WTF is MCP ?


What is MCP and why it matters
MCP is a protocol which standardizes how applications provide context to LLMs. MCP basically allows us to give our LLMs access to various external systems.
Imagine you're building a web application with Supabase as your database. When you need to create tables or run migrations, let’s say you asked an LLM to generate the SQL, then manually executed it.
But what if the LLM could run those migrations for you?
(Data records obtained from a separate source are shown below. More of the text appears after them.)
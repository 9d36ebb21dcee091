//! Who is responsible for a bundle.

use std::fmt;

use chrono::{DateTime, Local};

use gink_core::{Medallion, MuTimestamp, Muid};

/// Everything known about the origin of one bundle.
///
/// Process details come from the personal directory its chain wrote when
/// it started.
#[derive(Debug, Clone, PartialEq, Eq)]
pub struct Attribution {
    /// Bundle timestamp
    pub timestamp: MuTimestamp,
    /// Chain medallion
    pub medallion: Medallion,
    /// Identity the chain started with
    pub identity: Option<String>,
    /// Bundle comment; none when the bundle isn't journaled here
    pub comment: Option<String>,
    /// `.user.name` of the writing process
    pub user_name: Option<String>,
    /// `.host.name` of the writing process
    pub host_name: Option<String>,
    /// `.full.name` of the writing user
    pub full_name: Option<String>,
    /// `.software` that wrote the bundle
    pub software: Option<String>,
}

impl Attribution {
    /// Local time of the bundle.
    pub fn datetime(&self) -> Option<DateTime<Local>> {
        DateTime::from_timestamp_micros(self.timestamp).map(|t| t.with_timezone(&Local))
    }
}

impl fmt::Display for Attribution {
    /// `timestamp-medallion  time  identity  comment`
    fn fmt(&self, f: &mut fmt::Formatter<'_>) -> fmt::Result {
        let muid = Muid::new(self.timestamp, self.medallion, 0).to_string();
        let short = muid.get(..28).unwrap_or(&muid);
        let when = self
            .datetime()
            .map(|t| t.format("%Y-%m-%dT%H:%M:%S%.6f").to_string())
            .unwrap_or_default();
        write!(
            f,
            "{short}  {when}  {}  {}",
            self.identity.as_deref().unwrap_or("<unknown>"),
            self.comment.as_deref().unwrap_or("<missing bundle>"),
        )
    }
}
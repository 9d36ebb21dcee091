//! Accumulator: a running total
//!
//! Increments are stored as integer billionths so that totals add up
//! exactly regardless of the order peers apply them in.

use gink_core::proto::ChangeBuilder;
use gink_core::{Behavior, Bundler, Error, Muid, Result, Value, INT_INF};

use super::{container_facade, entry_in, Container};
use crate::clock::GenericTimestamp;

/// Billionths per unit.
pub const BILLION: f64 = 1_000_000_000.0;

container_facade!(
    /// Running total of increments.
    Accumulator,
    Behavior::Accumulator
);

impl Accumulator {
    /// Add `amount` (may be negative).
    pub fn increment(&self, amount: f64, bundler: Option<&mut Bundler>) -> Result<Muid> {
        let billionths = (amount * BILLION).round();
        if !billionths.is_finite() || billionths.abs() >= i64::MAX as f64 {
            return Err(Error::InvalidValue(format!("can't accumulate {amount}")));
        }
        self.increment_billionths(billionths as i64, bundler)
    }

    /// Add an exact amount of billionths.
    pub fn increment_billionths(&self, billionths: i64, bundler: Option<&mut Bundler>) -> Result<Muid> {
        let mut entry = entry_in(self.muid, Behavior::Accumulator);
        entry.value = Some(Value::Int(billionths).to_builder());
        self.db.write_change(bundler, ChangeBuilder::entry(entry))
    }

    /// Exact total as of a time.
    ///
    /// The current total is kept even by stores that don't retain entries;
    /// totals in the past need entry history.
    pub fn get_billionths(&self, as_of: impl Into<GenericTimestamp>) -> Result<i128> {
        let as_of = match as_of.into() {
            GenericTimestamp::Now => INT_INF,
            other => self.db.resolve_timestamp(other)?,
        };
        self.db.store().get_billionths(self.muid(), as_of)
    }

    /// Total as of a time.
    pub fn get(&self, as_of: impl Into<GenericTimestamp>) -> Result<f64> {
        Ok(self.get_billionths(as_of)? as f64 / BILLION)
    }

    /// Bring the total back to zero by adding its negation.
    pub fn zero(&self, bundler: Option<&mut Bundler>) -> Result<Option<Muid>> {
        let current = self.get_billionths(GenericTimestamp::Now)?;
        if current == 0 {
            return Ok(None);
        }
        let negated = i64::try_from(-current)
            .map_err(|_| Error::InvalidValue(format!("total {current} too large to negate")))?;
        self.increment_billionths(negated, bundler).map(Some)
    }
}
//! Per-chain "seen through" watermarks
//!
//! A [`HasMap`] records, for each chain, the timestamp of the newest bundle
//! an instance holds. Peers exchange them as greetings so each side only
//! sends what the other lacks.

use crate::bundle_info::BundleInfo;
use crate::proto::{sync_message, Greeting, GreetingEntry, SyncMessage};
use crate::types::{Chain, Muid, MuTimestamp};
use std::collections::BTreeMap;

/// What data a particular instance has.
#[derive(Debug, Clone, Default, PartialEq, Eq)]
pub struct HasMap {
    data: BTreeMap<Chain, MuTimestamp>,
}

impl HasMap {
    /// Create an empty map.
    pub fn new() -> Self {
        Self::default()
    }

    /// Record possession of everything in `info`'s chain up to its timestamp.
    pub fn mark_as_having(&mut self, info: &BundleInfo) {
        let seen = self.data.entry(info.chain()).or_insert(0);
        if *seen < info.timestamp {
            *seen = info.timestamp;
        }
    }

    /// Whether the tracked instance already has this bundle.
    pub fn has(&self, info: &BundleInfo) -> bool {
        info.timestamp <= self.data.get(&info.chain()).copied().unwrap_or(0)
    }

    /// Whether the tracked instance has the bundle that created `muid`.
    pub fn has_muid(&self, muid: &Muid) -> bool {
        let low = Chain::new(muid.medallion, 0);
        let high = Chain::new(muid.medallion, muid.timestamp);
        self.data.range(low..=high).any(|(chain, seen_through)| {
            chain.chain_start <= muid.timestamp && muid.timestamp <= *seen_through
        })
    }

    /// Whether `info` directly extends what the tracked instance has.
    ///
    /// Chain starts are always valid extensions.
    pub fn is_valid_extension(&self, info: &BundleInfo) -> bool {
        if info.is_chain_start() {
            return true;
        }
        self.data.get(&info.chain()) == Some(&info.previous)
    }

    /// Seen-through timestamp of a chain.
    pub fn get(&self, chain: &Chain) -> Option<MuTimestamp> {
        self.data.get(chain).copied()
    }

    /// Iterate `(chain, seen_through)` in chain order.
    pub fn iter(&self) -> impl Iterator<Item = (&Chain, &MuTimestamp)> {
        self.data.iter()
    }

    /// Number of chains tracked.
    pub fn len(&self) -> usize {
        self.data.len()
    }

    /// True when no chains are tracked.
    pub fn is_empty(&self) -> bool {
        self.data.is_empty()
    }

    /// Restriction to the given chains.
    pub fn subset<'a>(&self, chains: impl IntoIterator<Item = &'a Chain>) -> HasMap {
        let data = chains
            .into_iter()
            .filter_map(|chain| self.data.get(chain).map(|seen| (*chain, *seen)))
            .collect();
        HasMap { data }
    }

    /// Greeting listing every tracked chain, sorted by (medallion, chain_start).
    pub fn to_greeting(&self) -> SyncMessage {
        let entries = self
            .data
            .iter()
            .map(|(chain, seen_through)| GreetingEntry {
                medallion: chain.medallion,
                chain_start: chain.chain_start,
                seen_through: *seen_through,
            })
            .collect();
        SyncMessage {
            contents: Some(sync_message::Contents::Greeting(Greeting { entries })),
        }
    }

    /// Inverse of [`HasMap::to_greeting`].
    pub fn from_greeting(greeting: &Greeting) -> Self {
        let data = greeting
            .entries
            .iter()
            .map(|e| (Chain::new(e.medallion, e.chain_start), e.seen_through))
            .collect();
        HasMap { data }
    }
}

#[cfg(test)]
mod tests {
    use super::*;

    fn info(medallion: i64, chain_start: i64, timestamp: i64, previous: i64) -> BundleInfo {
        BundleInfo {
            timestamp,
            medallion,
            chain_start,
            previous,
            ..Default::default()
        }
    }

    #[test]
    fn test_mark_and_has() {
        let mut has_map = HasMap::new();
        has_map.mark_as_having(&info(5, 100, 300, 200));
        assert!(has_map.has(&info(5, 100, 200, 100)));
        assert!(has_map.has(&info(5, 100, 300, 200)));
        assert!(!has_map.has(&info(5, 100, 400, 300)));
        assert!(!has_map.has(&info(6, 100, 100, 0)));

        has_map.mark_as_having(&info(5, 100, 200, 100));
        assert_eq!(has_map.get(&Chain::new(5, 100)), Some(300));
    }

    #[test]
    fn test_has_muid() {
        let mut has_map = HasMap::new();
        has_map.mark_as_having(&info(5, 100, 300, 200));
        assert!(has_map.has_muid(&Muid::new(150, 5, 1)));
        assert!(!has_map.has_muid(&Muid::new(50, 5, 1)));
        assert!(!has_map.has_muid(&Muid::new(350, 5, 1)));
        assert!(!has_map.has_muid(&Muid::new(150, 6, 1)));
    }

    #[test]
    fn test_valid_extension() {
        let mut has_map = HasMap::new();
        assert!(has_map.is_valid_extension(&info(5, 100, 100, 0)));
        assert!(!has_map.is_valid_extension(&info(5, 100, 200, 100)));
        has_map.mark_as_having(&info(5, 100, 100, 0));
        assert!(has_map.is_valid_extension(&info(5, 100, 200, 100)));
        assert!(!has_map.is_valid_extension(&info(5, 100, 300, 200)));
    }

    #[test]
    fn test_greeting_roundtrip_sorted() {
        let mut has_map = HasMap::new();
        has_map.mark_as_having(&info(9, 100, 150, 100));
        has_map.mark_as_having(&info(5, 300, 300, 0));
        has_map.mark_as_having(&info(5, 100, 120, 100));
        let Some(sync_message::Contents::Greeting(greeting)) = has_map.to_greeting().contents
        else {
            panic!("expected greeting");
        };
        let order: Vec<(i64, i64)> = greeting
            .entries
            .iter()
            .map(|e| (e.medallion, e.chain_start))
            .collect();
        assert_eq!(order, vec![(5, 100), (5, 300), (9, 100)]);
        assert_eq!(HasMap::from_greeting(&greeting), has_map);
    }

    #[test]
    fn test_subset() {
        let mut has_map = HasMap::new();
        has_map.mark_as_having(&info(5, 100, 150, 100));
        has_map.mark_as_having(&info(6, 100, 150, 100));
        let subset = has_map.subset(&[Chain::new(5, 100), Chain::new(7, 1)]);
        assert_eq!(subset.len(), 1);
        assert_eq!(subset.get(&Chain::new(5, 100)), Some(150));
    }
}
//! Integration tests for the bundle store
//!
//! These tests drive `BundleStore` through signed bundles only:
//! - chain validation (duplicates, gaps, identity conflicts)
//! - keyed, ordered, edge and name lookups, current and historical
//! - clearances, movements and retention modes
//! - reset generation, outbox, journal streaming and history dropping

use gink_core::crypto::{generate_signing_key, SigningKey};
use gink_core::proto::{
    ChangeBuilder, ClearanceBuilder, ContainerBuilder, EntryBuilder, MovementBuilder, PairBuilder,
};
use gink_core::{
    Behavior, BundleInfo, BundleWrapper, Bundler, Chain, EntryKey, Error, HasMap, MuTimestamp,
    Muid, Sealing, UserKey, Value, INT_INF,
};
use gink_storage::{BundleStore, LmdbStore, MemoryStore, StoreConfig};

// ============================================================================
// Helper Functions
// ============================================================================

const MEDALLION: i64 = (1 << 48) + 77;
const START: MuTimestamp = 1_700_000_000_000_000;

/// Writes consecutive bundles onto one chain.
struct TestChain {
    key: SigningKey,
    chain: Chain,
    identity: String,
    head: Option<BundleInfo>,
}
That’s where MCP comes in! With AI tools that support MCP—like Cursor, Windsurf, and Claude Desktop—you can let the LLM interact with your systems directly.
MCP Architecture
MCP follows a client-server architecture with four key components:
Hosts – AI tools like Cursor, Claude, etc.
Clients – Applications that stay connected to MCP servers via hosts.
MCP Servers – Provide context to clients by linking to data sources or external services.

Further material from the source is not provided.